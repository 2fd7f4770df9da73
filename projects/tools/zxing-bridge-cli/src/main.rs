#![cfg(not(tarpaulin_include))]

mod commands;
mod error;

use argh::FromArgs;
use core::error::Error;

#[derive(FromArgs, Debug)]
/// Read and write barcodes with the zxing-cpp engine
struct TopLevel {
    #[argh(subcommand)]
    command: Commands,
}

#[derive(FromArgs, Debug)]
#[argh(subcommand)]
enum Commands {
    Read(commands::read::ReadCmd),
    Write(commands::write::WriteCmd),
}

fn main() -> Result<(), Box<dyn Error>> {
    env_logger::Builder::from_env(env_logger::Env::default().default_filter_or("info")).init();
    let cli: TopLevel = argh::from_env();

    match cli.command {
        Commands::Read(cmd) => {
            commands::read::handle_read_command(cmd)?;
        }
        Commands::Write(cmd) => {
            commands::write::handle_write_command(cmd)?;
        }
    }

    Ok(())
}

· · ·

What you are asked to do -> Return the line where "filename projects/tools/zxing-bridge-cli/src/main.rs" appears, then every line after it to the end of the listing, all exactly as written.

Solution to the exercise ->
filename projects/tools/zxing-bridge-cli/src/main.rs
#![cfg(not(tarpaulin_include))]

mod commands;
mod error;

use argh::FromArgs;
use core::error::Error;

#[derive(FromArgs, Debug)]
/// Read and write barcodes with the zxing-cpp engine
struct TopLevel {
    #[argh(subcommand)]
    command: Commands,
}

#[derive(FromArgs, Debug)]
#[argh(subcommand)]
enum Commands {
    Read(commands::read::ReadCmd),
    Write(commands::write::WriteCmd),
}

fn main() -> Result<(), Box<dyn Error>> {
    env_logger::Builder::from_env(env_logger::Env::default().default_filter_or("info")).init();
    let cli: TopLevel = argh::from_env();

    match cli.command {
        Commands::Read(cmd) => {
            commands::read::handle_read_command(cmd)?;
        }
        Commands::Write(cmd) => {
            commands::write::handle_write_command(cmd)?;
        }
    }

    Ok(())
}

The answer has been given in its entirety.